**About this task:**
Could you repeat all of the entries below, character for character?

**Stored data entries:**
--

//! Hearings, deadlines and other dated events attached to cases.

use chrono::NaiveDateTime;
use serde::{Deserialize, Serialize};

#[derive(Debug, Clone, Copy, PartialEq, Eq, Hash, Serialize, Deserialize)]
#[serde(rename_all = "snake_case")]
pub enum EventType {
    CourtHearing,
    DocumentDeadline,
    Consultation,
    PaymentDeadline,
    CaseDeadline,
    Custom,
}

#[derive(Debug, Clone, Copy, PartialEq, Eq, Hash, Serialize, Deserialize, Default)]
#[serde(rename_all = "snake_case")]
pub enum EventStatus {
    #[default]
    Scheduled,
    Completed,
    Cancelled,
}

#[derive(Debug, Clone, PartialEq, Serialize, Deserialize)]
pub struct Event {
    pub id: i64,
    pub case_id: i64,
    pub event_type: EventType,
    #[serde(with = "super::timestamp")]
    pub event_date: NaiveDateTime,
    pub description: String,
    #[serde(default)]
    pub location: Option<String>,
    #[serde(default = "default_reminder_days")]
    pub reminder_days_before: u8,
    #[serde(default)]
    pub event_status: EventStatus,
    #[serde(default)]
    pub reminder_sent: bool,
    #[serde(default)]
    pub created_by: Option<i64>,
    #[serde(with = "super::timestamp")]
    pub created_at: NaiveDateTime,
    #[serde(with = "super::timestamp")]
    pub updated_at: NaiveDateTime,
}

fn default_reminder_days() -> u8 {
    1
}

#[derive(Debug, Clone, Serialize)]
pub struct NewEvent {
    pub case_id: i64,
    pub event_type: EventType,
    #[serde(with = "super::timestamp")]
    pub event_date: NaiveDateTime,
    pub description: String,
    #[serde(skip_serializing_if = "Option::is_none")]
    pub location: Option<String>,
    pub reminder_days_before: u8,
    pub event_status: EventStatus,
}

impl NewEvent {
    pub fn new(
        case_id: i64,
        event_type: EventType,
        event_date: NaiveDateTime,
        description: impl Into<String>,
    ) -> Self {
        Self {
            case_id,
            event_type,
            event_date,
            description: description.into(),
            location: None,
            reminder_days_before: default_reminder_days(),
            event_status: EventStatus::Scheduled,
        }
    }
}

#[derive(Debug, Clone, Default, Serialize)]
pub struct EventUpdate {
    #[serde(skip_serializing_if = "Option::is_none")]
    pub event_type: Option<EventType>,
    #[serde(
        skip_serializing_if = "Option::is_none",
        with = "super::timestamp::option"
    )]
    pub event_date: Option<NaiveDateTime>,
    #[serde(skip_serializing_if = "Option::is_none")]
    pub description: Option<String>,
    #[serde(skip_serializing_if = "Option::is_none")]
    pub location: Option<String>,
    #[serde(skip_serializing_if = "Option::is_none")]
    pub reminder_days_before: Option<u8>,
    #[serde(skip_serializing_if = "Option::is_none")]
    pub event_status: Option<EventStatus>,
}

/// Events of one calendar month.
#[derive(Debug, Clone, PartialEq, Serialize, Deserialize)]
pub struct CalendarMonth {
    pub year: i32,
    pub month: u32,
    #[serde(default)]
    pub events: Vec<CalendarEvent>,
    #[serde(default)]
    pub total: u64,
}

#[derive(Debug, Clone, PartialEq, Serialize, Deserialize)]
pub struct CalendarEvent {
    pub id: i64,
    pub case_id: i64,
    #[serde(default)]
    pub case_number: Option<String>,
    pub event_type: EventType,
    #[serde(with = "super::timestamp")]
    pub event_date: NaiveDateTime,
    pub description: String,
    #[serde(default)]
    pub location: Option<String>,
    pub event_status: EventStatus,
}

/// Scheduled events in the next seven days.
#[derive(Debug, Clone, PartialEq, Serialize, Deserialize)]
pub struct UpcomingEvents {
    #[serde(default)]
    pub events: Vec<UpcomingEvent>,
    #[serde(default)]
    pub total: u64,
}

#[derive(Debug, Clone, PartialEq, Serialize, Deserialize)]
pub struct UpcomingEvent {
    pub id: i64,
    pub case_id: i64,
    #[serde(default)]
    pub case_number: Option<String>,
    pub event_type: EventType,
    #[serde(with = "super::timestamp")]
    pub event_date: NaiveDateTime,
    pub description: String,
    #[serde(default)]
    pub location: Option<String>,
    pub days_until: i64,
    #[serde(default)]
    pub is_today: bool,
    #[serde(default)]
    pub is_urgent: bool,
}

--

**Solution to this exercise:**
//! Hearings, deadlines and other dated events attached to cases.

use chrono::NaiveDateTime;
use serde::{Deserialize, Serialize};

#[derive(Debug, Clone, Copy, PartialEq, Eq, Hash, Serialize, Deserialize)]
#[serde(rename_all = "snake_case")]
pub enum EventType {
    CourtHearing,
    DocumentDeadline,
    Consultation,
    PaymentDeadline,
    CaseDeadline,
    Custom,
}

#[derive(Debug, Clone, Copy, PartialEq, Eq, Hash, Serialize, Deserialize, Default)]
#[serde(rename_all = "snake_case")]
pub enum EventStatus {
    #[default]
    Scheduled,
    Completed,
    Cancelled,
}

#[derive(Debug, Clone, PartialEq, Serialize, Deserialize)]
pub struct Event {
    pub id: i64,
    pub case_id: i64,
    pub event_type: EventType,
    #[serde(with = "super::timestamp")]
    pub event_date: NaiveDateTime,
    pub description: String,
    #[serde(default)]
    pub location: Option<String>,
    #[serde(default = "default_reminder_days")]
    pub reminder_days_before: u8,
    #[serde(default)]
    pub event_status: EventStatus,
    #[serde(default)]
    pub reminder_sent: bool,
    #[serde(default)]
    pub created_by: Option<i64>,
    #[serde(with = "super::timestamp")]
    pub created_at: NaiveDateTime,
    #[serde(with = "super::timestamp")]
    pub updated_at: NaiveDateTime,
}

fn default_reminder_days() -> u8 {
    1
}

#[derive(Debug, Clone, Serialize)]
pub struct NewEvent {
    pub case_id: i64,
    pub event_type: EventType,
    #[serde(with = "super::timestamp")]
    pub event_date: NaiveDateTime,
    pub description: String,
    #[serde(skip_serializing_if = "Option::is_none")]
    pub location: Option<String>,
    pub reminder_days_before: u8,
    pub event_status: EventStatus,
}

impl NewEvent {
    pub fn new(
        case_id: i64,
        event_type: EventType,
        event_date: NaiveDateTime,
        description: impl Into<String>,
    ) -> Self {
        Self {
            case_id,
            event_type,
            event_date,
            description: description.into(),
            location: None,
            reminder_days_before: default_reminder_days(),
            event_status: EventStatus::Scheduled,
        }
    }
}

#[derive(Debug, Clone, Default, Serialize)]
pub struct EventUpdate {
    #[serde(skip_serializing_if = "Option::is_none")]
    pub event_type: Option<EventType>,
    #[serde(
        skip_serializing_if = "Option::is_none",
        with = "super::timestamp::option"
    )]
    pub event_date: Option<NaiveDateTime>,
    #[serde(skip_serializing_if = "Option::is_none")]
    pub description: Option<String>,
    #[serde(skip_serializing_if = "Option::is_none")]
    pub location: Option<String>,
    #[serde(skip_serializing_if = "Option::is_none")]
    pub reminder_days_before: Option<u8>,
    #[serde(skip_serializing_if = "Option::is_none")]
    pub event_status: Option<EventStatus>,
}

/// Events of one calendar month.
#[derive(Debug, Clone, PartialEq, Serialize, Deserialize)]
pub struct CalendarMonth {
    pub year: i32,
    pub month: u32,
    #[serde(default)]
    pub events: Vec<CalendarEvent>,
    #[serde(default)]
    pub total: u64,
}

#[derive(Debug, Clone, PartialEq, Serialize, Deserialize)]
pub struct CalendarEvent {
    pub id: i64,
    pub case_id: i64,
    #[serde(default)]
    pub case_number: Option<String>,
    pub event_type: EventType,
    #[serde(with = "super::timestamp")]
    pub event_date: NaiveDateTime,
    pub description: String,
    #[serde(default)]
    pub location: Option<String>,
    pub event_status: EventStatus,
}

/// Scheduled events in the next seven days.
#[derive(Debug, Clone, PartialEq, Serialize, Deserialize)]
pub struct UpcomingEvents {
    #[serde(default)]
    pub events: Vec<UpcomingEvent>,
    #[serde(default)]
    pub total: u64,
}

#[derive(Debug, Clone, PartialEq, Serialize, Deserialize)]
pub struct UpcomingEvent {
    pub id: i64,
    pub case_id: i64,
    #[serde(default)]
    pub case_number: Option<String>,
    pub event_type: EventType,
    #[serde(with = "super::timestamp")]
    pub event_date: NaiveDateTime,
    pub description: String,
    #[serde(default)]
    pub location: Option<String>,
    pub days_until: i64,
    #[serde(default)]
    pub is_today: bool,
    #[serde(default)]
    pub is_urgent: bool,
}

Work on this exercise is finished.